I don’t even know where to begin with this. I have five-and-a-half pages of quotes from this book in a Word document. If I had thought about it ahead of time, I would have taken a picture of the book with all its little Post-It Flags throughout. Way more than New Moon did.
I guess I’ll start with the plot. It begins with Bella and Edward engaged, about a week before the wedding. Now, I’ve read a lot of books and watched a lot of movies, and let me say that I was totally expecting the wedding to result in a horrible, awful bloodbath, sent down by the Volturi, or maybe that kid from Bella’s high school who loves her, or maybe Edward would end up in a panic and just frickin’ shave his head like Marshall did on How I Met Your Mother, but as I think that I realize that would be ridiculous, because according to this “canon,” everything about a vampire is strong, which means he would break the razor on his head, and then that makes me think about Pauley D from Jersey Shore, I mean have you seen that hair? That hair is immune to nuclear bombs.
That is how my mind works, ladies and gentlemen. (You’re scared now, aren’t ya?)
Okay, so anyway, I was expecting the Battle of the Bride or something at the wedding. But it went off without a hitch. Seriously? No cold feet? No explosions of fire that aren’t fireworks? Nothing? I would be disappointed, but then I remember that I’m reading a Twilight book, and I stop being disappointed and start being awesome instead.
[Note to self: stop watching so much How I Met Your Mother.]
So Bella and Edward go on their honeymoon, which is on their own private island (well, Carlisle’s own private island) off the coast of Brazil. And there they have sex once (FINALLY, but oh it is the vaguest of vagues. It’s all “we went to bed and FADE TO BLACK and then I woke up and it was AWESOME” but NO ONE GOT TO SEE ANYTHING. And folks, there are TWO REASONS I read romance novels occasionally, and those reasons are “They’re Cheesy” and “And so is the sex descriptions.” BUT AT LEAST WE GET TO READ ABOUT QUIVERING MEMBERS), and because apparently there are bruises all over Bella’s body from teh sexing, Edward actually takes a stand with Oprah and says LOVE SHOULDN’T HURT and refuses to have sex with Bella anymore. Until she seduces him, because apparently, our little Bella, she likes it rough. (Who knew? She’s so whiny all the time, I didn’t expect that.) So they have sex like, one more time, and all of a sudden SHE’S PREGNANT.
And — how — I doo—
IF VAMPIRES ARE SUPPOSED TO BE DEAD, AND THE “VENOM” IN THIS CANON “FREEZES EVERYTHING INTO PERFECTION” or whatever, then HOW THE FUCK IS EDWARD’S SPERM MOTILE?

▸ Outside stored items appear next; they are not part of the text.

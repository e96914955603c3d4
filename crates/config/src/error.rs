//! Config Error Types
//!
//! This module provides structured errors using `exn` for automatic location
//! tracking and error tree construction.

use derive_more::{Display, Error};

/// A configuration error with automatic location tracking.
pub type Error = exn::Exn<ErrorKind>;
/// Result type alias for configuration operations.
pub type Result<T> = std::result::Result<T, Error>;

/// Actionable error categories.
#[derive(Debug, Display, Error, Clone, PartialEq, Eq)]
pub enum ErrorKind {
    /// A configuration file exists but couldn't be read or deserialized.
    #[display("invalid configuration file")]
    Parse,
    /// `log_level` isn't one of trace, debug, info, warn, error, off.
    #[display("invalid log level: {_0}")]
    LogLevel(#[error(not(source))] String),
    /// The custom `[months]` table is incomplete or out of range.
    #[display("invalid month table")]
    Lexicon,
}

impl ErrorKind {
    /// Returns `true` if retrying might succeed.
    pub fn is_retryable(&self) -> bool {
        // Fix the file, then run again.
        false
    }
}
//! Tokenizing exported folder names.
//!
//! Exported names look like `12 stycznia 2020`, optionally preceded by a
//! comma-separated label: `IMG, 12 stycznia 2020`. Only the segment after the
//! first comma is kept, and only the first three space-separated tokens of it
//! matter.

use crate::error::{ErrorKind, Result};
use exn::ResultExt;

/// Borrowed `day month year` tokens of a folder name. Nothing is validated
/// yet; see [`parse`](crate::parse()) for that.
#[derive(Debug, Clone, Copy, PartialEq, Eq)]
pub struct DateTokens<'a> {
    pub day: &'a str,
    pub month: &'a str,
    pub year: &'a str,
}

/// Drops a comma-separated label from the front of a folder name.
///
/// With a comma present, the *second* comma-separated segment is returned
/// trimmed, and everything before the first comma and after the second is
/// discarded. Without a comma, the name is returned untouched.
///
/// # Examples
///
/// ```
/// use datedirs_extract::strip_label;
/// assert_eq!(strip_label("IMG, 3 marca 2020"), "3 marca 2020");
/// assert_eq!(strip_label("a, 3 marca 2020, b"), "3 marca 2020");
/// assert_eq!(strip_label("3 marca 2020"), "3 marca 2020");
/// ```
pub fn strip_label(name: &str) -> &str {
    name.split(',').nth(1).map_or(name, str::trim)
}

/// Splits a folder name into its [`DateTokens`].
///
/// Separators are single spaces, so repeated spaces produce empty tokens
/// (which then fail validation instead of silently shifting the tokens).
/// Tokens after the year are ignored.
///
/// # Errors
/// [`ErrorKind::MissingToken`] when fewer than three tokens remain after the
/// label has been stripped.
pub fn tokenize(name: &str) -> Result<DateTokens<'_>> {
    let mut tokens = strip_label(name).split(' ');
    let day = tokens.next().ok_or(ErrorKind::MissingToken("day"))?;
    let month = tokens.next().ok_or(ErrorKind::MissingToken("month"))?;
    let year = tokens.next().ok_or(ErrorKind::MissingToken("year"))?;
    Ok(DateTokens { day, month, year })
}

pub(crate) fn parse_day(token: &str) -> Result<u8> {
    if !(1..=2).contains(&token.len()) || !token.bytes().all(|b| b.is_ascii_digit()) {
        exn::bail!(ErrorKind::ParseError { field: "day", value: token.to_string() });
    }
    token.parse::<u8>().or_raise(|| ErrorKind::ParseError { field: "day", value: token.to_string() })
}

pub(crate) fn parse_year(token: &str) -> Result<i32> {
    if token.len() != 4 || !token.bytes().all(|b| b.is_ascii_digit()) {
        exn::bail!(ErrorKind::ParseError { field: "year", value: token.to_string() });
    }
    token.parse::<i32>().or_raise(|| ErrorKind::ParseError { field: "year", value: token.to_string() })
}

So ANYWAY, Edward wants to bring Bella home to Carlisle immediately to perform an awkward vampire abortion, but no she wants it she needs it her preciousssss and she uses Rosalie, previously known as The Bitch of the Cullen family, to her advantage: Rosalie only wanted BABBIEEEES, and now she has a chance to have a BABBIEEEEE in the family, and Bella wants to keep her precious little fetus that, oh right, is also killing her slowly.
At this point, the narrative switches from Bella’s whiny emo tones to Jacob’s funny, sarcastic side. Which doesn’t really serve a purpose other than: we don’t have to hear Bella’s thoughts while the baby kills her from the inside, we only see what Bella goes through. In such awful, horrific detail, but then I saw the movie and was saddened that there wasn’t more blood.

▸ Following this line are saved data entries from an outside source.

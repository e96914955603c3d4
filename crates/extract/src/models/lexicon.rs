//! Month-name lexicons for the locales photo exports are written in.
//!
//! Exported folder names spell the month out in the language of the exporting
//! machine, so "12 stycznia 2020" and "12 January 2020" describe the same day.
//! A [`MonthLexicon`] is built once at startup and handed to the parser; it
//! never changes for the lifetime of a run.

use crate::error::{ErrorKind, Result};
use std::collections::{BTreeSet, HashMap};
use std::fmt;
use std::str::FromStr;
use time::Month;
use unicode_normalization::UnicodeNormalization;

/// Polish month names in the genitive case, as they appear after a day number.
const POLISH: [(&str, Month); 12] = [
    ("stycznia", Month::January),
    ("lutego", Month::February),
    ("marca", Month::March),
    ("kwietnia", Month::April),
    ("maja", Month::May),
    ("czerwca", Month::June),
    ("lipca", Month::July),
    ("sierpnia", Month::August),
    ("września", Month::September),
    ("października", Month::October),
    ("listopada", Month::November),
    ("grudnia", Month::December),
];

const ENGLISH: [(&str, Month); 12] = [
    ("January", Month::January),
    ("February", Month::February),
    ("March", Month::March),
    ("April", Month::April),
    ("May", Month::May),
    ("June", Month::June),
    ("July", Month::July),
    ("August", Month::August),
    ("September", Month::September),
    ("October", Month::October),
    ("November", Month::November),
    ("December", Month::December),
];

/// Built-in locales with a known month lexicon.
#[derive(Debug, Clone, Copy, PartialEq, Eq, Hash, Default)]
#[cfg_attr(feature = "serde", derive(serde::Serialize, serde::Deserialize))]
pub enum Locale {
    #[default]
    #[cfg_attr(feature = "serde", serde(rename = "pl"))]
    Polish,
    #[cfg_attr(feature = "serde", serde(rename = "en"))]
    English,
}
impl Locale {
    pub fn code(&self) -> &'static str {
        match self {
            Self::Polish => "pl",
            Self::English => "en",
        }
    }

    fn table(&self) -> &'static [(&'static str, Month); 12] {
        match self {
            Self::Polish => &POLISH,
            Self::English => &ENGLISH,
        }
    }
}
impl fmt::Display for Locale {
    fn fmt(&self, f: &mut fmt::Formatter<'_>) -> fmt::Result {
        f.write_str(self.code())
    }
}
impl FromStr for Locale {
    type Err = crate::error::Error;
    fn from_str(s: &str) -> std::result::Result<Self, Self::Err> {
        match s {
            "pl" => Ok(Self::Polish),
            "en" => Ok(Self::English),
            other => exn::bail!(ErrorKind::InvalidLexicon(format!("unsupported locale `{other}`"))),
        }
    }
}

/// Immutable word → month mapping.
///
/// Lookups are exact, including case and diacritics, up to Unicode
/// normalization: words are compared in NFC, so a name stored decomposed
/// (as macOS often does) still matches.
///
/// # Examples
///
/// ```
/// use datedirs_extract::models::{Locale, MonthLexicon};
/// let lexicon = MonthLexicon::new(Locale::Polish);
/// assert_eq!(lexicon.code("maja").as_deref(), Some("05"));
/// assert_eq!(lexicon.code("May"), None);
/// ```
#[derive(Debug, Clone, PartialEq, Eq)]
pub struct MonthLexicon {
    words: HashMap<String, Month>,
}
impl MonthLexicon {
    pub fn new(locale: Locale) -> Self {
        Self {
            words: locale.table().iter().map(|(word, month)| (word.nfc().collect::<String>(), *month)).collect(),
        }
    }

    /// Build a lexicon from a user-supplied table of month numbers.
    ///
    /// Several words may point at the same month (aliases), but every month
    /// from January to December must be reachable.
    ///
    /// # Errors
    /// [`ErrorKind::InvalidLexicon`] if a number falls outside `1..=12`, or if
    /// a month has no word mapped to it.
    pub fn custom(table: impl IntoIterator<Item = (impl Into<String>, u8)>) -> Result<Self> {
        let mut words = HashMap::new();
        for (word, number) in table {
            let word: String = word.into().nfc().collect();
            let Ok(month) = Month::try_from(number) else {
                exn::bail!(ErrorKind::InvalidLexicon(format!("`{word}` maps to month {number}")));
            };
            words.insert(word, month);
        }
        let covered: BTreeSet<u8> = words.values().map(|month| u8::from(*month)).collect();
        if let Some(missing) = (1..=12).find(|n| !covered.contains(n)) {
            exn::bail!(ErrorKind::InvalidLexicon(format!("no word for month {missing}")));
        }
        Ok(Self { words })
    }

    pub fn month(&self, word: &str) -> Option<Month> {
        self.words.get(word.nfc().collect::<String>().as_str()).copied()
    }

    /// Two-digit month code (`"01"` through `"12"`) for a month word.
    pub fn code(&self, word: &str) -> Option<String> {
        self.month(word).map(|month| format!("{:02}", u8::from(month)))
    }

    pub fn len(&self) -> usize {
        self.words.len()
    }

    pub fn is_empty(&self) -> bool {
        self.words.is_empty()
    }
}
impl Default for MonthLexicon {
    fn default() -> Self {
        Self::new(Locale::default())
    }
}
impl From<Locale> for MonthLexicon {
    fn from(locale: Locale) -> Self {
        Self::new(locale)
    }
}
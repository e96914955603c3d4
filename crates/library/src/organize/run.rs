use crate::error::{ErrorKind as LibraryErrorKind, Result as LibraryResult};
use crate::organize::Action;
use crate::organize::folder::organize_folder_inner;
use crate::registry::Registry;
use datedirs_extract::models::MonthLexicon;
use datedirs_storage::{FolderEntry, StorageBackend};
use exn::ResultExt;
use std::vec::IntoIter;

/// Progress events emitted by [`organize`] as it works through the root's
/// folders.
///
/// Events follow a strict ordering:
/// 1. [`Started`](Self::Started): exactly once.
/// 2. [`DiscoveryComplete`](Self::DiscoveryComplete): exactly once, with the
///    number of eligible (non-hidden) folders.
/// 3. [`Organized`](Self::Organized): zero or more times, one per folder
///    (a failed folder yields an `Err` item in its place).
/// 4. [`Complete`](Self::Complete): exactly once, signalling the run is
///    finished.
///
/// A discovery error terminates the iterator early, in which case
/// [`Complete`](Self::Complete) is never emitted.
#[derive(Debug, Clone, PartialEq, Eq)]
pub enum OrganizeEvent {
    /// Organizing has begun; emitted exactly once before any other event.
    Started,
    /// The root has been listed; the number of folders to visit is now known.
    DiscoveryComplete(u64),
    /// A folder has been organized.
    Organized(Action),
    /// Every discovered folder has been visited; the iterator is finished.
    Complete,
}

enum State {
    Start,
    Discover,
    Folders(IntoIter<FolderEntry>),
    Done,
}

/// Iterator returned by [`organize`].
pub struct Organize<'a> {
    backend: &'a dyn StorageBackend,
    lexicon: &'a MonthLexicon,
    registry: Registry,
    state: State,
}
impl Organize<'_> {
    fn discover(&self) -> LibraryResult<Vec<FolderEntry>> {
        let folders = self.backend.list_folders().or_raise(|| LibraryErrorKind::Discovery)?;
        let eligible: Vec<_> = folders.into_iter().filter(|folder| !folder.hidden).collect();
        tracing::info!(root = self.backend.name(), folders = eligible.len(), "Found folders");
        Ok(eligible)
    }
}

impl Iterator for Organize<'_> {
    type Item = LibraryResult<OrganizeEvent>;

    fn next(&mut self) -> Option<Self::Item> {
        match &mut self.state {
            State::Start => {
                self.state = State::Discover;
                Some(Ok(OrganizeEvent::Started))
            },
            State::Discover => match self.discover() {
                Ok(folders) => {
                    // Infallible: a usize (either 32- or 64-bit) will always fit in a u64.
                    let count = u64::try_from(folders.len()).unwrap_or(0);
                    self.state = State::Folders(folders.into_iter());
                    Some(Ok(OrganizeEvent::DiscoveryComplete(count)))
                },
                Err(e) => {
                    self.state = State::Done;
                    Some(Err(e))
                },
            },
            State::Folders(folders) => match folders.next() {
                Some(folder) => Some(
                    organize_folder_inner(self.backend, self.lexicon, &mut self.registry, &folder)
                        .map(OrganizeEvent::Organized)
                        .or_raise(|| LibraryErrorKind::Organize(folder.path.clone())),
                ),
                None => {
                    self.state = State::Done;
                    Some(Ok(OrganizeEvent::Complete))
                },
            },
            State::Done => None,
        }
    }
}

/// Iterates [`OrganizeEvent`]s for every non-hidden folder directly under
/// the `backend` root, renaming or merging each one according to `lexicon`.
///
/// Folders are visited one at a time, in the order the backend lists them.
/// That order matters: the first folder for a date is renamed and every later
/// one is merged into it, so the [`Registry`] is threaded through the whole
/// run.
///
/// Individual folder failures are surfaced as `Err` items
/// ([`LibraryErrorKind::Organize`]) without terminating the iteration. Only
/// failing to list the root ([`LibraryErrorKind::Discovery`]) is fatal.
///
/// # Examples
///
/// ```
/// use datedirs_extract::models::MonthLexicon;
/// use datedirs_library::organize::{OrganizeEvent, organize};
/// use datedirs_storage::backend::LocalBackend;
///
/// # fn main() -> Result<(), Box<dyn std::error::Error>> {
/// let root = tempfile::tempdir()?;
/// std::fs::create_dir(root.path().join("IMG, 12 stycznia 2020"))?;
/// let backend = LocalBackend::new(root.path())?;
/// let lexicon = MonthLexicon::default();
/// for event in organize(&backend, &lexicon) {
///     if let Ok(OrganizeEvent::DiscoveryComplete(count)) = event {
///         assert_eq!(count, 1);
///     }
/// }
/// assert!(root.path().join("2020-01-12").is_dir());
/// # Ok(())
/// # }
/// ```
pub fn organize<'a>(backend: &'a dyn StorageBackend, lexicon: &'a MonthLexicon) -> Organize<'a> {
    Organize {
        backend,
        lexicon,
        registry: Registry::new(),
        state: State::Start,
    }
}

/// Tally of a finished (or aborted) run.
#[derive(Debug, Default, Clone, Copy, PartialEq, Eq)]
pub struct Summary {
    pub discovered: u64,
    pub renamed: u64,
    pub merged: u64,
    pub incomplete: u64,
    pub skipped: u64,
    pub failed: u64,
}
impl Summary {
    pub fn record(&mut self, event: &LibraryResult<OrganizeEvent>) {
        match event {
            Ok(OrganizeEvent::DiscoveryComplete(count)) => self.discovered = *count,
            Ok(OrganizeEvent::Organized(Action::Renamed(_))) => self.renamed += 1,
            Ok(OrganizeEvent::Organized(Action::Merged(_))) => self.merged += 1,
            Ok(OrganizeEvent::Organized(Action::MergeIncomplete(_))) => self.incomplete += 1,
            Ok(OrganizeEvent::Organized(Action::Skipped(_))) => self.skipped += 1,
            Ok(OrganizeEvent::Started | OrganizeEvent::Complete) => {},
            Err(e) if e.is_fatal() => {},
            Err(_) => self.failed += 1,
        }
    }
}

So the baby gets born, and it wasn’t the son that Bella was hoping for, but instead a girl, and she picks the STUPIDEST NAME ON THE FACE OF THE EARTH: Renesmee, a mash-up of Renee and Esme, her and Edward’s ‘mother’, respectively. Also, the middle name is a mash-up of Carlisle and Charlie, or, Carlie. Dear god, when did Bella hit her head on something hard?
So THEN, Edward turns Bella into a vampire, and I’m like, FINALLY, but it turns out that Bella is not only a vampire, but only the bestest vampire in the history of vampiring. Apparently the vampires are supposed to go through a one year “newborn” phase, where everything is BLOOOOOOOOD and there is no logic, only thirst, but Bella wakes up and she’s like, “Where’s my baby I want my baby and also why am I in this beautiful dress ALICE oh hey honey, let’s have sex now, you couldn’t possibly break me in two.”

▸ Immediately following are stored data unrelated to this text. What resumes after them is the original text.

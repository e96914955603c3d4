//! Layered configuration for `datedirs`.
//!
//! Built-in defaults are merged with optional `config.toml`, `config.yaml` and
//! `config.json` files (in that order, later files win) from the platform
//! configuration directory, e.g. `~/.config/datedirs/` on Linux. There is
//! nothing to configure per run; the root folder is the only argument.
//!
//! ```toml
//! locale = "pl"
//! log_level = "info"
//!
//! # Optional; replaces the locale's month names entirely.
//! [months]
//! styczen = 1
//! ```

pub mod error;

use crate::error::{ErrorKind, Result};
use datedirs_extract::models::{Locale, MonthLexicon};
use directories::ProjectDirs;
use exn::ResultExt;
use figment::Figment;
use figment::providers::{Format, Json, Serialized, Toml, Yaml};
use serde::{Deserialize, Serialize};
use std::collections::BTreeMap;
use std::path::{Path, PathBuf};
use tracing::level_filters::LevelFilter;

const APPLICATION: &str = "datedirs";
const FILES: [&str; 3] = ["config.toml", "config.yaml", "config.json"];

#[derive(Debug, Clone, PartialEq, Eq, Serialize, Deserialize)]
#[serde(default, deny_unknown_fields)]
pub struct Config {
    /// Built-in month lexicon to parse folder names with.
    pub locale: Locale,
    pub log_level: String,
    /// Custom month table (word → month number), overriding `locale`.
    #[serde(skip_serializing_if = "Option::is_none")]
    pub months: Option<BTreeMap<String, u8>>,
}
impl Default for Config {
    fn default() -> Self {
        Self {
            locale: Locale::default(),
            log_level: "info".to_string(),
            months: None,
        }
    }
}

impl Config {
    /// Load from the platform configuration directory. Falls back to the
    /// defaults when no such directory can be determined (no home directory).
    pub fn load() -> Result<Self> {
        match config_dir() {
            Some(dir) => Self::load_from(dir),
            None => Self::from_figment(Self::defaults()),
        }
    }

    /// Load from the configuration files in `dir`. Missing files are skipped.
    pub fn load_from(dir: impl AsRef<Path>) -> Result<Self> {
        let dir = dir.as_ref();
        let figment = Self::defaults()
            .merge(Toml::file(dir.join(FILES[0])))
            .merge(Yaml::file(dir.join(FILES[1])))
            .merge(Json::file(dir.join(FILES[2])));
        Self::from_figment(figment)
    }

    /// Extract and validate, so a bad log level or month table is reported
    /// before any folder is touched.
    pub fn from_figment(figment: Figment) -> Result<Self> {
        let config: Self = figment.extract().or_raise(|| ErrorKind::Parse)?;
        config.level_filter()?;
        config.lexicon()?;
        Ok(config)
    }

    fn defaults() -> Figment {
        Figment::from(Serialized::defaults(Self::default()))
    }

    pub fn level_filter(&self) -> Result<LevelFilter> {
        self.log_level.parse::<LevelFilter>().or_raise(|| ErrorKind::LogLevel(self.log_level.clone()))
    }

    /// The month lexicon for this configuration: the custom table if one is
    /// given, otherwise the built-in one for [`locale`](Self::locale).
    pub fn lexicon(&self) -> Result<MonthLexicon> {
        match &self.months {
            Some(table) => {
                MonthLexicon::custom(table.iter().map(|(word, month)| (word.clone(), *month)))
                    .or_raise(|| ErrorKind::Lexicon)
            },
            None => Ok(MonthLexicon::new(self.locale)),
        }
    }
}

/// Platform configuration directory for `datedirs`, if a home directory can
/// be found.
pub fn config_dir() -> Option<PathBuf> {
    ProjectDirs::from("", "", APPLICATION).map(|dirs| dirs.config_dir().to_path_buf())
}
//! Root-relative path validation.
//!
//! Every path handed to a [`StorageBackend`](crate::StorageBackend) is
//! relative to the folder being organized. Only plain name components are
//! accepted, so nothing can reach outside of that folder.

use std::path::{Component, Path, PathBuf};

use crate::error::{ErrorKind, Result};

/// Validates a root-relative path and strips `.` components and redundant
/// separators.
///
/// # Returns
/// The cleaned path, or [`InvalidPath`](crate::error::ErrorKind::InvalidPath)
/// if the path is empty, absolute, contains `..`, or contains a null byte.
///
/// # Examples
///
/// ```
/// use std::path::Path;
/// use datedirs_storage::validate_path;
/// assert_eq!(validate_path("2020-01-12/IMG_0001.jpg").unwrap(), Path::new("2020-01-12/IMG_0001.jpg"));
/// assert_eq!(validate_path("./12 stycznia 2020/").unwrap(), Path::new("12 stycznia 2020"));
/// assert!(validate_path("../elsewhere").is_err());
/// assert!(validate_path("/2020-01-12").is_err());
/// ```
pub fn validate(path: impl AsRef<Path>) -> Result<PathBuf> {
    let original = path.as_ref();
    let invalid = || ErrorKind::InvalidPath(original.to_path_buf());
    let mut cleaned = PathBuf::new();
    for component in original.components() {
        match component {
            // Null bytes pass through Path::components() on Unix but truncate
            // the path in the underlying syscalls.
            Component::Normal(name) if name.as_encoded_bytes().contains(&0) => exn::bail!(invalid()),
            Component::Normal(name) => cleaned.push(name),
            Component::CurDir => {},
            Component::ParentDir | Component::RootDir | Component::Prefix(_) => exn::bail!(invalid()),
        }
    }
    if cleaned.as_os_str().is_empty() {
        exn::bail!(invalid());
    }
    Ok(cleaned)
}

#[cfg(test)]
mod tests {
    use super::*;
    use rstest::rstest;

    #[rstest]
    #[case("2020-01-12", "2020-01-12")]
    #[case("12 stycznia 2020", "12 stycznia 2020")]
    #[case("IMG, 12 stycznia 2020/photo.jpg", "IMG, 12 stycznia 2020/photo.jpg")]
    #[case("a//b", "a/b")]
    #[case("./a/./b/", "a/b")]
    fn test_valid(#[case] input: &str, #[case] expected: &str) {
        assert_eq!(validate(input).unwrap(), Path::new(expected));
    }

    #[rstest]
    #[case("")]
    #[case(".")]
    #[case("./")]
    #[case("..")]
    #[case("a/../b")]
    #[case("/etc/passwd")]
    #[case("a\0b")]
    fn test_invalid(#[case] input: &str) {
        let err = validate(input).unwrap_err();
        assert!(matches!(&*err, ErrorKind::InvalidPath(_)));
    }
}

Oh, and did I mention that Jacob imprints on the baby? Meaning that, at some point when Renesmee is no longer a baby but a full grown person (because she’s half-human, half-immortal, I DON’T EVEN KNOW WHAT THAT MEANS), Jacob and Renesmee are going to be a couple.
HA HA HA HA HA oh Jesus make it stop.
Then there’s this other coven, the Denali clan or whatever, and one of them sees Renesmee prancing about and immediately assumes that the Cullens have created a vampire baby, so she runs to the Volturi to tattle. But while Renesmee is a baby of vampires, she is not a human baby that was turned into a vampire, so the Cullens should be safe from the Evol Volturi. But they have to gather other vampires to act as witnesses, and since Renesmee is growing at, like, creepy speed (her first words after a week, reading poetry after a month, like, WTF), the other vampires can see proof that she is a different thing than a vampire baby, so they should hopefully be safe. And Renesmee also has a power: she can touch someone and show them her thoughts, which is how she shows everyone her grisly birth.
And that’s totally where I lost interest. Seriously, it’s five hundred pages of Bella and Edward having sex then not having sex then being pregnant then Jacob turning into his own One Man Wolf Pack, then Bella giving birth and becoming the bestest vampire ever and then more sex between Bella and Edward and then … a month of visiting vampires, new talents, and talking, oh dear god so much talking.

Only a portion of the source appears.